use std::path::{Path, PathBuf};

use serde::{Deserialize, Serialize};
use tokio::sync::Mutex;
use tracing::{debug, info, warn};

use crate::mac::{MacAddress, MacEntry};

#[derive(Debug, thiserror::Error)]
pub enum StoreError {
    #[error("portal store io error: {0}")]
    Io(#[from] std::io::Error),
    #[error("portal store is not valid JSON: {0}")]
    Json(#[from] serde_json::Error),
    #[error("unknown portal: {0}")]
    UnknownPortal(String),
}

fn default_streams_per_mac() -> usize {
    1
}

fn default_enabled() -> bool {
    true
}

/// An upstream Stalker portal and its MAC pool.
#[derive(Debug, Clone, PartialEq, Serialize, Deserialize)]
pub struct Portal {
    pub id: String,
    pub name: String,
    pub url: String,
    #[serde(default)]
    pub proxy: Option<String>,
    #[serde(default)]
    pub macs: Vec<MacEntry>,
    /// Concurrent streams allowed per MAC; 0 means unlimited.
    #[serde(default = "default_streams_per_mac")]
    pub streams_per_mac: usize,
    #[serde(default = "default_enabled")]
    pub enabled: bool,
}

impl Portal {
    /// Outbound proxy, treating an empty string as "no proxy".
    pub fn proxy(&self) -> Option<&str> {
        self.proxy.as_deref().map(str::trim).filter(|p| !p.is_empty())
    }
}

#[derive(Debug, Default, Serialize, Deserialize)]
struct StoreDocument {
    #[serde(default)]
    portals: Vec<Portal>,
}

/// Portal records plus the MAC rotation state, optionally backed by a JSON file.
///
/// Every mutation holds the store lock across the file write, so concurrent
/// rotations for the same portal are applied one after another and none is lost.
pub struct PortalStore {
    portals: Mutex<Vec<Portal>>,
    path: Option<PathBuf>,
}

impl PortalStore {
    pub fn in_memory(portals: Vec<Portal>) -> Self {
        Self {
            portals: Mutex::new(portals),
            path: None,
        }
    }

    pub async fn load(path: impl AsRef<Path>) -> Result<Self, StoreError> {
        let path = path.as_ref().to_path_buf();
        let doc = match tokio::fs::read(&path).await {
            Ok(bytes) => serde_json::from_slice::<StoreDocument>(&bytes)?,
            Err(e) if e.kind() == std::io::ErrorKind::NotFound => {
                warn!("Portal store not found, starting empty: path={}", path.display());
                StoreDocument::default()
            }
            Err(e) => return Err(e.into()),
        };
        info!(
            "Portal store loaded: path={} portals={}",
            path.display(),
            doc.portals.len()
        );
        Ok(Self {
            portals: Mutex::new(doc.portals),
            path: Some(path),
        })
    }

    pub async fn portals(&self) -> Vec<Portal> {
        self.portals.lock().await.clone()
    }

    pub async fn portal(&self, id: &str) -> Option<Portal> {
        self.portals.lock().await.iter().find(|p| p.id == id).cloned()
    }

    /// Snapshot of the MAC try-order for one play attempt.
    pub async fn candidates(&self, id: &str) -> Option<Vec<MacEntry>> {
        self.portals
            .lock()
            .await
            .iter()
            .find(|p| p.id == id)
            .map(|p| p.macs.clone())
    }

    /// Moves `mac` to the end of the portal's pool and persists the new order.
    /// Returns `Ok(false)` when the MAC is no longer part of the pool.
    pub async fn rotate_to_back(&self, id: &str, mac: &MacAddress) -> Result<bool, StoreError> {
        let mut portals = self.portals.lock().await;
        let portal = portals
            .iter_mut()
            .find(|p| p.id == id)
            .ok_or_else(|| StoreError::UnknownPortal(id.to_string()))?;

        let Some(pos) = portal.macs.iter().position(|e| &e.mac == mac) else {
            return Ok(false);
        };
        let entry = portal.macs.remove(pos);
        portal.macs.push(entry);
        debug!(
            "MAC order updated: portal={} order={:?}",
            id,
            portal.macs.iter().map(|e| e.mac.as_str()).collect::<Vec<_>>()
        );

        self.persist(&portals).await?;
        Ok(true)
    }

    pub async fn set_expiry(
        &self,
        id: &str,
        mac: &MacAddress,
        expires: Option<String>,
    ) -> Result<(), StoreError> {
        let mut portals = self.portals.lock().await;
        let portal = portals
            .iter_mut()
            .find(|p| p.id == id)
            .ok_or_else(|| StoreError::UnknownPortal(id.to_string()))?;
        if let Some(entry) = portal.macs.iter_mut().find(|e| &e.mac == mac) {
            entry.expires = expires;
        }
        self.persist(&portals).await
    }

    /// Inserts or replaces a portal record by id.
    pub async fn upsert(&self, portal: Portal) -> Result<(), StoreError> {
        let mut portals = self.portals.lock().await;
        match portals.iter_mut().find(|p| p.id == portal.id) {
            Some(existing) => *existing = portal,
            None => portals.push(portal),
        }
        self.persist(&portals).await
    }

    async fn persist(&self, portals: &[Portal]) -> Result<(), StoreError> {
        let Some(path) = &self.path else {
            return Ok(());
        };

        let doc = StoreDocument {
            portals: portals.to_vec(),
        };
        let json = serde_json::to_vec_pretty(&doc)?;

        if let Some(parent) = path.parent().filter(|p| !p.as_os_str().is_empty()) {
            tokio::fs::create_dir_all(parent).await?;
        }
        // Write-then-rename keeps the previous document intact if we die mid-write.
        let tmp = path.with_extension("json.tmp");
        tokio::fs::write(&tmp, json).await?;
        tokio::fs::rename(&tmp, path).await?;
        Ok(())
    }
}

= = = = =

**PROBLEM STATEMENT**
The lines from the one containing "tokio::fs::write(&tmp, json).await?;" through the final line of the listing above are to be repeated exactly, and nothing else is to be printed.

**TASK SOLUTION**
        tokio::fs::write(&tmp, json).await?;
        tokio::fs::rename(&tmp, path).await?;
        Ok(())
    }
}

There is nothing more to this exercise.